Today, Scruggs II began to become public, with bits of information emerging or being noticed here and there, all relating to Ed Peters, who has apparently become a government witness. This post summarizes what was learned during a very confusing fragmented day.
The drama started first thing with WLBT in Jackson reporting that Ed Peters had surrendered his law license. As we noted in an update to the post reporting the WLBT account, YallPolitics quickly put up the docket entry from the Mississippi Supreme Court in the bar discipline case. The petition surrendering the bar license and the facts that can be gleaned from it are here.
At the end of the day, the WLBT added a tidbit to all this in its later story about Peters, noting that the bar complaint was filed about nine months ago (which would be April). There’s been a lot of speculation all day about what case was the subject about that bar complaint– Wilson v. Scruggs? Kirk v. Pope? Shelton? the police manslaughter case? Eaton? There are reasons (public and private) going all over the place, and no resolution.
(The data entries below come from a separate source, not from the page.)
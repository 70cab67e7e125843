use std::fmt;

/// Crate-wide result alias.
pub type Result<T> = std::result::Result<T, QuantizerError>;

#[derive(Debug)]
pub enum QuantizerError {
    /// Elementwise operation or track cast on buffers of different lengths.
    LengthMismatch { expected: usize, found: usize },
    UnsupportedFilterMode(String),
    UnsupportedWavetable(String),
    /// Effect applied to a channel layout it does not process.
    UnsupportedArity { effect: String, input: String },
    InvalidFilter(String),
    /// Line levels given for a different number of streams.
    LineLevelCount { streams: usize, levels: usize },
    /// Multi-channel stream built from channels of the wrong shape.
    ChannelLayout(String),
    InvalidContext(String),
    /// Envelope breakpoints whose counts do not line up.
    InvalidEnvelope(String),
    Score(String),
    UnknownPattern(String),
    Json(serde_json::Error),
    Io(std::io::Error),
    Wav(hound::Error),
}

impl fmt::Display for QuantizerError {
    fn fmt(&self, f: &mut fmt::Formatter<'_>) -> fmt::Result {
        match self {
            QuantizerError::LengthMismatch { expected, found } => {
                write!(f, "Length mismatch: expected {expected} samples, found {found}")
            }
            QuantizerError::UnsupportedFilterMode(mode) => {
                write!(f, "Unsupported filter mode '{mode}'")
            }
            QuantizerError::UnsupportedWavetable(name) => {
                write!(f, "Unsupported wavetable '{name}'")
            }
            QuantizerError::UnsupportedArity { effect, input } => {
                write!(f, "Effect {effect} cannot process a {input} stream")
            }
            QuantizerError::InvalidFilter(msg) => write!(f, "Invalid filter: {msg}"),
            QuantizerError::LineLevelCount { streams, levels } => {
                write!(f, "Got {levels} line levels for {streams} streams")
            }
            QuantizerError::ChannelLayout(msg) => write!(f, "Invalid channel layout: {msg}"),
            QuantizerError::InvalidContext(msg) => write!(f, "Invalid timing context: {msg}"),
            QuantizerError::InvalidEnvelope(msg) => write!(f, "Invalid envelope: {msg}"),
            QuantizerError::Score(msg) => write!(f, "Score error: {msg}"),
            QuantizerError::UnknownPattern(name) => write!(f, "Unknown pattern '{name}'"),
            QuantizerError::Json(e) => write!(f, "JSON error: {e}"),
            QuantizerError::Io(e) => write!(f, "I/O error: {e}"),
                    QuantizerError::Wav(e) => write!(f, "WAV error: {e}"),
        }
    }
}

impl std::error::Error for QuantizerError {
    fn source(&self) -> Option<&(dyn std::error::Error + 'static)> {
        match self {
            QuantizerError::Json(e) => Some(e),
            QuantizerError::Io(e) => Some(e),
                    QuantizerError::Wav(e) => Some(e),
            _ => None,
        }
    }
}

impl From<serde_json::Error> for QuantizerError {
    fn from(e: serde_json::Error) -> Self {
        QuantizerError::Json(e)
    }
}

impl From<std::io::Error> for QuantizerError {
    fn from(e: std::io::Error) -> Self {
        QuantizerError::Io(e)
    }
}

impl From<hound::Error> for QuantizerError {
    fn from(e: hound::Error) -> Self {
        QuantizerError::Wav(e)
    }
}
In a confusion over exactly what was being said, the Daily Journal briefly seemed to report that Peters had pled guilty, although actually the only thing confirmed was that he’d confessed the bar complaint. This led to a long statement from the state bar about why exactly they could not tell us much about what had occurred. All of this is here.
Paul Quinn at the Daily Mississippian got a lawyer “close to the case” to say Peters was cooperating with the United States, and another to say that Justice had “likely worked out a plea agreement” as part of the cooperation, with that part of the plea agreement.
The government seized $425K from Peters in an action filed before the first of the year, with a court order entered on it after close of business Tuesday. Patsy Brumfield at the Daily Journal was onto it first, and her story, the complaint, and the order, are all here.
I wrote two long historical posts about Peters flying the pirate flag, one about Peters being called down for proprietorial misconduct by the Mississippi Supreme Court, and one about a securities fraud case against Peters in the 70s.
All this prompted me to do some “wild-assed guessery about Scruggs II” and where it’s going.
NMC, will you be in Oxford the rest of the week in case there’s something to go see down at the courthouse?